DISFUNÇÃO ERÉTIL

Disfunção erétil é a inabilidade de realizar ou manter um intercurso sexual de maneira adequada, podendo ocorrer em associação ou não a distúrbios da libido ou ejaculação.

INCIDÊNCIA
– 5% dos homens são completamente impotentes aos 40 anos
– 15% são impotentes aos 70 anos
– Algum grau de disfunção erétil está presente entre os 40 e 70 anos.

COMO ACONTECE? 
A ereção peniana ocorre pelo preenchimento dos corpos cavernosos e esponjoso, que formam o corpo do pênis, por sangue. Isto depende de um caminho prévio do sangue via artérias que irrigam este órgão, do estímulo psicogênico e do estímulo da sensibilidade local e integridade dos nervos que viabilizam tais informações ao cérebro. Isto tudo depende de várias substâncias neurotransmissoras e vasodilatadoras liberadas localmente e na circulação.

CLASSIFICAÇÃO
– Causas orgânicas
– Causas psicogênicas

FATORES CAUSADORES DE DISFUNÇÃO ERÉTIL
– Diabetes mellitus
– Hipertensão arterial
– Depressão
– Tabagismo (fumo)
– Idade
– HDL colesterol baixo
– DHEA sulfato baixo
– Fatores neurológicos, vasculares, endócrinos, urológicos, doenças sistêmicas, secundários a cirurgias e traumatismo s e várias drogas de uso terapêutico ou não.

PRINCIPAIS SINTOMAS 
O paciente pode se queixar de incapacidade de iniciar ou manter uma relação sexual seja por não manter uma ereção plenamente, diminuição da libido ou ambos. Sintomas psiquiátricos ou emocionais podem estar presentes. Doenças vasculares podem se apresentar como sintomas iniciais. A presença de ereções esporádicas ou durante o sono é sinal de causa psicogênica e pode estar relacionada a um importante evento na vida do paciente (morte na família, perda de emprego, relação extra conjugal, etc). As alterações de causa orgânica são de início mais lento e progressivo.

AVALIAÇÃO MÉDICA 
O médico deverá pesquisar as causas da disfunção erétil através da coleta da história clínica e da utilização de vários exames que o arsenal médico laboratorial dispõe:

. registro de ereções através de aparelhos especiais
. uso de drogas de injeção local para produzir uma ereção artificial
. ultrassonografia com Doppler para medir o fluxo de sangue peniano
. medição dos reflexos neurológicos na região perineal (reflexo bulbo-cavernoso)
. Dosagem de hormônios (testosterona, prolactina, etc)
. exames diversos para afastar causas secundárias de disfunção erétil (p.e. diabetes mellitus)

TRATAMENTO
O tratamento é escolhido conforme a determinação da causa da disfunção erétil, fato já pesquisado e determinado durante o período de investigação.

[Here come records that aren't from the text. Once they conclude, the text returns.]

use std::path::Path;

use quick_xml::events::Event;
use quick_xml::Reader;
use regex::Regex;

use super::{local_name, malformed, unescape, Source};
use crate::error::NoticeError;
use crate::models::ArtifactCoordinate;

/// Reads the artifact inventory.
///
/// Every `<artifact>` element, at any depth, contributes one artifact:
///
/// ```xml
/// <artifact>
///   <artifactId>Commons Lang (org.apache.commons:commons-lang3)</artifactId>
///   <license>Apache 2.0</license>
/// </artifact>
/// ```
pub struct ArtifactSource;

impl ArtifactSource {
    pub fn new() -> Self {
        Self
    }
}

impl Source for ArtifactSource {
    type Item = ArtifactCoordinate;

    const KIND: &'static str = "artifact list";

    fn parse(&self, xml: &str, origin: &Path) -> Result<Vec<ArtifactCoordinate>, NoticeError> {
        let label_re = label_regex().map_err(|e| malformed(origin, e))?;

        // Labels are trimmed once complete; text split by comments or CDATA is joined first.
        let mut reader = Reader::from_str(xml);

        let mut artifacts = Vec::new();
        let mut buf = Vec::new();

        let mut in_artifact = false;
        let mut field: Option<String> = None;
        let mut field_text = String::new();
        let mut label: Option<String> = None;
        let mut license: Option<String> = None;

        loop {
            match reader.read_event_into(&mut buf) {
                Ok(Event::Start(ref e)) => {
                    let name = local_name(e.name());
                    if name == "artifact" {
                        in_artifact = true;
                        label = None;
                        license = None;
                    } else if in_artifact
                        && field.is_none()
                        && (name == "artifactId" || name == "license")
                    {
                        field_text.clear();
                        field = Some(name);
                    }
                }
                Ok(Event::End(ref e)) if in_artifact => {
                    let name = local_name(e.name());
                    if field.as_deref() == Some(name.as_str()) {
                        field = None;
                        let text = std::mem::take(&mut field_text);
                        // Only the first occurrence of each field counts.
                        match name.as_str() {
                            "artifactId" if label.is_none() => label = Some(text),
                            "license" if license.is_none() => license = Some(text),
                            _ => {}
                        }
                    } else if name == "artifact" {
                        in_artifact = false;
                        let label = label.take().unwrap_or_default();
                        let license = license.take().unwrap_or_default();
                        artifacts.push(parse_label(&label_re, &label, &license, origin)?);
                    }
                }
                Ok(Event::Text(ref e)) if field.is_some() => {
                    field_text.push_str(&unescape(e, origin)?);
                }
                Ok(Event::CData(ref e)) if field.is_some() => {
                    field_text.push_str(&String::from_utf8_lossy(e));
                }
                Ok(Event::Eof) => break,
                Err(e) => {
                    return Err(malformed(
                        origin,
                        format!("at byte {}: {}", reader.buffer_position(), e),
                    ))
                }
                _ => {}
            }
            buf.clear();
        }

        Ok(artifacts)
    }
}

/// `Title (group:artifact)`. Everything after the last `(` up to the next `)`
/// holds the coordinates, split at the first `:`.
fn label_regex() -> Result<Regex, regex::Error> {
    Regex::new(r"^(?s)(?P<title>.*)\((?P<tail>[^(]*)$")
}

fn parse_label(
    re: &Regex,
    label: &str,
    license: &str,
    origin: &Path,
) -> Result<ArtifactCoordinate, NoticeError> {
    let no_coordinates = || {
        malformed(
            origin,
            format!("artifact label '{}' has no (group:artifact) coordinates", label),
        )
    };

    let caps = re.captures(label).ok_or_else(no_coordinates)?;
    let tail = &caps["tail"];
    let fqdn = tail.split_once(')').map_or(tail, |(fqdn, _)| fqdn);
    let (group_id, artifact_id) = fqdn.split_once(':').ok_or_else(no_coordinates)?;

    Ok(ArtifactCoordinate::new(
        caps["title"].trim(),
        group_id.trim(),
        artifact_id.trim(),
        license.trim(),
    ))
}

#[cfg(test)]
mod tests {
    use super::*;
    use std::io::Write;
    use tempfile::NamedTempFile;

    #[test]
    fn test_parse_artifacts() {
        let xml = r#"<?xml version="1.0"?>
<report>
  <artifacts>
    <artifact>
      <artifactId>Commons Lang (org.apache.commons:commons-lang3)</artifactId>
      <license>Apache 2.0</license>
    </artifact>
    <artifact>
      <artifactId>JUnit (junit:junit)</artifactId>
      <license>Eclipse Public License 1.0</license>
    </artifact>
  </artifacts>
</report>"#;

        let artifacts = ArtifactSource::new().parse(xml, Path::new("test.xml")).unwrap();
        assert_eq!(artifacts.len(), 2);
        assert_eq!(
            artifacts[0],
            ArtifactCoordinate::new("Commons Lang", "org.apache.commons", "commons-lang3", "Apache 2.0")
        );
        assert_eq!(artifacts[1].fqdn(), "junit:junit");
        assert_eq!(artifacts[1].declared_license, "Eclipse Public License 1.0");
    }

    #[test]
    fn test_label_uses_last_parenthesis() {
        let re = label_regex().unwrap();
        let a = parse_label(&re, "Foo (legacy) Bar (com.example:foo-bar)", "MIT", Path::new("x")).unwrap();
        assert_eq!(a.title, "Foo (legacy) Bar");
        assert_eq!(a.group_id, "com.example");
        assert_eq!(a.artifact_id, "foo-bar");
    }

    #[test]
    fn test_coordinates_come_from_the_last_parenthesis_only() {
        let re = label_regex().unwrap();
        let err = parse_label(&re, "Widget (acme:widget) (shaded)", "MIT", Path::new("x")).unwrap_err();
        assert!(err.to_string().contains("Widget (acme:widget) (shaded)"));

        let a = parse_label(&re, "Widget (acme:widget:jar)", "MIT", Path::new("x")).unwrap();
        assert_eq!(a.group_id, "acme");
        assert_eq!(a.artifact_id, "widget:jar");
    }

    #[test]
    fn test_cdata_label() {
        let xml = "<artifacts><artifact><artifactId><![CDATA[Widget (acme:widget)]]></artifactId><license><![CDATA[MIT]]></license></artifact></artifacts>";
        let artifacts = ArtifactSource::new().parse(xml, Path::new("x")).unwrap();
        assert_eq!(artifacts[0], ArtifactCoordinate::new("Widget", "acme", "widget", "MIT"));
    }

    #[test]
    fn test_label_split_by_comment() {
        let xml = "<artifacts><artifact><artifactId>Widget <!-- c --> (acme:widget)</artifactId><license>Apache <!-- c -->2.0</license></artifact></artifacts>";
        let artifacts = ArtifactSource::new().parse(xml, Path::new("x")).unwrap();
        assert_eq!(artifacts[0].title, "Widget");
        assert_eq!(artifacts[0].fqdn(), "acme:widget");
        assert_eq!(artifacts[0].declared_license, "Apache 2.0");
    }

    #[test]
    fn test_label_without_coordinates_is_malformed() {
        let xml = "<artifacts><artifact><artifactId>No coordinates</artifactId><license>MIT</license></artifact></artifacts>";
        let err = ArtifactSource::new().parse(xml, Path::new("bad.xml")).unwrap_err();
        assert!(matches!(err, NoticeError::MalformedInput { .. }));
        assert!(err.to_string().contains("No coordinates"));
    }

    #[test]
    fn test_escaped_text() {
        let xml = "<artifacts><artifact><artifactId>A &amp; B (g:a)</artifactId><license>GPL &amp; CE</license></artifact></artifacts>";
        let artifacts = ArtifactSource::new().parse(xml, Path::new("x")).unwrap();
        assert_eq!(artifacts[0].title, "A & B");
        assert_eq!(artifacts[0].declared_license, "GPL & CE");
    }

    #[test]
    fn test_load_from_file() {
        let mut f = NamedTempFile::new().unwrap();
        write!(
            f,
            "<artifacts><artifact><artifactId>Widget (acme:widget)</artifactId><license>MIT</license></artifact></artifacts>"
        )
        .unwrap();
        let artifacts = ArtifactSource::new().load(f.path()).unwrap();
        assert_eq!(artifacts.len(), 1);
        assert_eq!(artifacts[0].fqdn(), "acme:widget");
    }

    #[test]
    fn test_missing_file() {
        let err = ArtifactSource::new()
            .load(Path::new("/nonexistent/artifacts.xml"))
            .unwrap_err();
        assert!(matches!(
            err.downcast_ref::<NoticeError>(),
            Some(NoticeError::MissingInput { kind: "artifact list", .. })
        ));
    }
}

Na atualidade dispomos de vários tipos de tratamentos variando desde ao apoio psicológico e terapia comportamental até o famoso sildenafil (viagra-marca registrada) , passando por métodos que se utilizam de pressão negativa para conseguir a ereção e de uma pequena argola de borracha para manutenção da mesma. Há ainda métodos de injeção de substâncias vasoativas que provocam a ereção farmacológica, injetores de drogas que atuam dentro da uretra (alprostadil, por exemplo).

Em estância derradeira não devemos esquecer das tão famosas próteses, que vem evoluindo desde a prótese rígida, inicialmente lançada, passando para as próteses semi-rígidas e até as infláveis, que determinam um sucesso no tratamento de até 85 a 90%.